Colorado has one of the very worst, most punitive educator evaluation laws in the nation, called SB 191. It was written by ex-TFA member State Senator Michael Johnston.
Please sign this petition to repeal 191.
In typical corporate reform fashion, the bill has a deceptive title,”like “Great Schools, Great Teachers,” but the mechanism of “greatness” is to tie 50% of teachers’ evaluations to student test scores. In 2010, when the bill was passed, value-added-assessment was new and promising. The Gates Foundation and the U.S. Department of Education promoted it. To be eligible for Race to the Top funding or for a waiver from the impossible mandates of No Child Left Behind, starred were required to evaluate teachers by their students’ scores.
Now we know that VAM doesn’t work. It is inaccurate , unreliable, and demoralizing. It says more about who is in the class than teacher quality.
It is time to get rid of VAM.
Same as Ohio. A computer does the calculation.
And it is probably an old Macintosh with frayed cords and burned out floppy drive.
I was elected to the Colorado State senate, after serving in the Colorado House, 6 years as chair of the Education Committee. I fought desperately against passage of 191 in 2010. Biggest disappointment of my political career. I intend to bring legislation to repeal it during my term in the Senate. Might be asking you for help, perhaps testifying against it? Senator-elect Michael Merrifield Date: Tue, 25 Nov 2014 15:00:56 +0000 To: vgmike@msn.com
Wonderful to hear from you, Michael Merrifield. SB 191 is a very bad law.

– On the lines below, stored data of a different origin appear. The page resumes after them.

//! Log records: commands, follow-up events and rejections

use crate::command::ProcessInstanceMigrationRecord;
use crate::element::ElementType;
use crate::instance::{ElementInstance, Job, Variable};
use crate::key::{Key, TenantId};
use serde::{Deserialize, Serialize};
use std::fmt;

/// Role of a record in the log
#[derive(Debug, Clone, Copy, PartialEq, Eq, Hash, Serialize, Deserialize)]
#[serde(rename_all = "SCREAMING_SNAKE_CASE")]
pub enum RecordType {
    /// Request to change state
    Command,
    /// State change that happened
    Event,
    /// Refusal of a command
    CommandRejection,
}

/// Kind of value a record carries
#[derive(Debug, Clone, Copy, PartialEq, Eq, Hash, Serialize, Deserialize)]
#[serde(rename_all = "SCREAMING_SNAKE_CASE")]
pub enum ValueType {
    /// Element instance
    ProcessInstance,
    /// Job
    Job,
    /// Variable
    Variable,
    /// Migration command value
    ProcessInstanceMigration,
}

/// What a record says happened or is requested
#[derive(Debug, Clone, Copy, PartialEq, Eq, Hash, Serialize, Deserialize)]
#[serde(rename_all = "SCREAMING_SNAKE_CASE")]
pub enum Intent {
    /// Migration command
    Migrate,
    /// Terminal event: the whole process instance was migrated
    Migrated,
    /// One element instance now belongs to the target process
    ElementMigrated,
    /// One job now belongs to the target process
    JobMigrated,
    /// One variable now belongs to the target process
    VariableMigrated,
}

/// Reason class of a rejected command
#[derive(Debug, Clone, Copy, PartialEq, Eq, Hash, Serialize, Deserialize)]
#[serde(rename_all = "SCREAMING_SNAKE_CASE")]
pub enum RejectionType {
    /// Malformed command
    InvalidArgument,
    /// Referenced entity does not exist
    NotFound,
    /// Current state does not allow the command
    InvalidState,
    /// Caller lacks tenant access or permission
    Forbidden,
}

impl fmt::Display for RejectionType {
    fn fmt(&self, f: &mut fmt::Formatter<'_>) -> fmt::Result {
        let name = match self {
            RejectionType::InvalidArgument => "INVALID_ARGUMENT",
            RejectionType::NotFound => "NOT_FOUND",
            RejectionType::InvalidState => "INVALID_STATE",
            RejectionType::Forbidden => "FORBIDDEN",
        };
        f.write_str(name)
    }
}

/// Caller-visible refusal of a command
#[derive(Debug, Clone, PartialEq, Eq, Serialize, Deserialize)]
pub struct Rejection {
    /// Reason class
    pub rejection_type: RejectionType,
    /// Human-readable reason
    pub reason: String,
}

impl Rejection {
    /// Rejection of the given class
    #[must_use]
    pub fn new(rejection_type: RejectionType, reason: impl Into<String>) -> Self {
        Self {
            rejection_type,
            reason: reason.into(),
        }
    }
}

/// Element instance snapshot carried by `ELEMENT_MIGRATED`
#[derive(Debug, Clone, PartialEq, Eq, Serialize, Deserialize)]
pub struct ProcessInstanceRecord {
    /// Root of the owning process instance
    pub process_instance_key: Key,
    /// Enclosing element instance
    pub flow_scope_key: Option<Key>,
    /// Calling process instance, if any
    pub parent_process_instance_key: Option<Key>,
    /// Process definition after migration
    pub process_definition_key: Key,
    /// BPMN process id after migration
    pub bpmn_process_id: String,
    /// Process version after migration
    pub version: i32,
    /// Element id after migration
    pub element_id: String,
    /// BPMN type, unchanged by migration
    pub element_type: ElementType,
    /// Owning tenant
    pub tenant_id: TenantId,
}

impl From<&ElementInstance> for ProcessInstanceRecord {
    fn from(instance: &ElementInstance) -> Self {
        Self {
            process_instance_key: instance.process_instance_key,
            flow_scope_key: instance.flow_scope_key,
            parent_process_instance_key: instance.parent_process_instance_key,
            process_definition_key: instance.process_definition_key,
            bpmn_process_id: instance.bpmn_process_id.clone(),
            version: instance.version,
            element_id: instance.element_id.clone(),
            element_type: instance.element_type,
            tenant_id: instance.tenant_id.clone(),
        }
    }
}

/// Job snapshot carried by `JOB_MIGRATED`
#[derive(Debug, Clone, PartialEq, Eq, Serialize, Deserialize)]
pub struct JobRecord {
    /// Job type
    pub job_type: String,
    /// Owning element instance
    pub element_instance_key: Key,
    /// Owning process instance
    pub process_instance_key: Key,
    /// Process definition after migration
    pub process_definition_key: Key,
    /// Process version after migration
    pub process_definition_version: i32,
    /// BPMN process id after migration
    pub bpmn_process_id: String,
    /// Element id after migration
    pub element_id: String,
    /// Owning tenant
    pub tenant_id: TenantId,
    /// Remaining retries
    pub retries: u32,
}

impl From<&Job> for JobRecord {
    fn from(job: &Job) -> Self {
        Self {
            job_type: job.job_type.clone(),
            element_instance_key: job.element_instance_key,
            process_instance_key: job.process_instance_key,
            process_definition_key: job.process_definition_key,
            process_definition_version: job.process_definition_version,
            bpmn_process_id: job.bpmn_process_id.clone(),
            element_id: job.element_id.clone(),
            tenant_id: job.tenant_id.clone(),
            retries: job.retries,
        }
    }
}

/// Variable snapshot carried by `VARIABLE_MIGRATED`
#[derive(Debug, Clone, PartialEq, Serialize, Deserialize)]
pub struct VariableRecord {
    /// Variable name
    pub name: String,
    /// JSON value
    pub value: serde_json::Value,
    /// Scope element instance
    pub scope_key: Key,
    /// Owning process instance
    pub process_instance_key: Key,
    /// Process definition after migration
    pub process_definition_key: Key,
    /// BPMN process id after migration
    pub bpmn_process_id: String,
    /// Owning tenant
    pub tenant_id: TenantId,
}

impl From<&Variable> for VariableRecord {
    fn from(variable: &Variable) -> Self {
        Self {
            name: variable.name.clone(),
            value: variable.value.clone(),
            scope_key: variable.scope_key,
            process_instance_key: variable.process_instance_key,
            process_definition_key: variable.process_definition_key,
            bpmn_process_id: variable.bpmn_process_id.clone(),
            tenant_id: variable.tenant_id.clone(),
        }
    }
}

/// Typed payload of a record
#[derive(Debug, Clone, PartialEq, Serialize, Deserialize)]
#[serde(tag = "valueType", content = "value", rename_all = "SCREAMING_SNAKE_CASE")]
pub enum RecordValue {
    /// Element instance snapshot
    ProcessInstance(ProcessInstanceRecord),
    /// Job snapshot
    Job(JobRecord),
    /// Variable snapshot
    Variable(VariableRecord),
    /// Migration command value
    ProcessInstanceMigration(ProcessInstanceMigrationRecord),
}

impl RecordValue {
    /// Type tag of the payload
    #[must_use]
    pub fn value_type(&self) -> ValueType {
        match self {
            RecordValue::ProcessInstance(_) => ValueType::ProcessInstance,
            RecordValue::Job(_) => ValueType::Job,
            RecordValue::Variable(_) => ValueType::Variable,
            RecordValue::ProcessInstanceMigration(_) => ValueType::ProcessInstanceMigration,
        }
    }
}

/// One entry of the partition log before positions are assigned
#[derive(Debug, Clone, PartialEq, Serialize, Deserialize)]
pub struct Record {
    /// Key of the entity the record is about
    pub key: Key,
    /// Command, event or rejection
    pub record_type: RecordType,
    /// Intent
    pub intent: Intent,
    /// Payload
    pub value: RecordValue,
    /// Set on rejection records only
    pub rejection: Option<Rejection>,
}

impl Record {
    /// Command record
    #[must_use]
    pub fn command(key: Key, intent: Intent, value: RecordValue) -> Self {
        Self {
            key,
            record_type: RecordType::Command,
            intent,
            value,
            rejection: None,
        }
    }

    /// Event record
    #[must_use]
    pub fn event(key: Key, intent: Intent, value: RecordValue) -> Self {
        Self {
            key,
            record_type: RecordType::Event,
            intent,
            value,
            rejection: None,
        }
    }

    /// Rejection of `command`, carrying the command value unchanged
    #[must_use]
    pub fn rejection(command: &Record, rejection: Rejection) -> Self {
        Self {
            key: command.key,
            record_type: RecordType::CommandRejection,
            intent: command.intent,
            value: command.value.clone(),
            rejection: Some(rejection),
        }
    }

    /// Type tag of the payload
    #[inline]
    #[must_use]
    pub fn value_type(&self) -> ValueType {
        self.value.value_type()
    }

    /// Whether this is a follow-up event
    #[inline]
    #[must_use]
    pub fn is_event(&self) -> bool {
        self.record_type == RecordType::Event
    }
}

#[cfg(test)]
mod tests {
    use super::*;

    #[test]
    fn rejection_echoes_command() {
        let value = ProcessInstanceMigrationRecord::new(Key(1), Key(2)).with_mapping("a", "b");
        let command = Record::command(
            Key(1),
            Intent::Migrate,
            RecordValue::ProcessInstanceMigration(value),
        );

        let rejected = Record::rejection(
            &command,
            Rejection::new(RejectionType::InvalidState, "nope"),
        );

        assert_eq!(rejected.record_type, RecordType::CommandRejection);
        assert_eq!(rejected.value, command.value);
        assert_eq!(rejected.value_type(), ValueType::ProcessInstanceMigration);
        assert_eq!(rejected.rejection.unwrap().reason, "nope");
    }

    #[test]
    fn value_type_is_tagged_in_json() {
        let value = RecordValue::ProcessInstanceMigration(ProcessInstanceMigrationRecord::new(
            Key(7),
            Key(8),
        ));
        let json = serde_json::to_value(&value).unwrap();

        assert_eq!(json["valueType"], "PROCESS_INSTANCE_MIGRATION");
        assert_eq!(json["value"]["process_instance_key"], 7);
    }
}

Grateful for your support, Senator. There are precious few educational policymakers with a combination of your viewpoints and willingness to battle short-sighted Reforms. Diane, if it’s at all possible for you to testify, it would probably be invaluable. In Ohio, where these policies have been debated and re-debated, the majority of witnesses are representatives from Students First.
Dr. Ravitch,
I echo Senator Merrifield’s question:
WOULD YOU be willing to travel to Colorado and testify in person against 191, and for its repeal (your health permitting, of course… and everything else permitting, too 😉 ) ?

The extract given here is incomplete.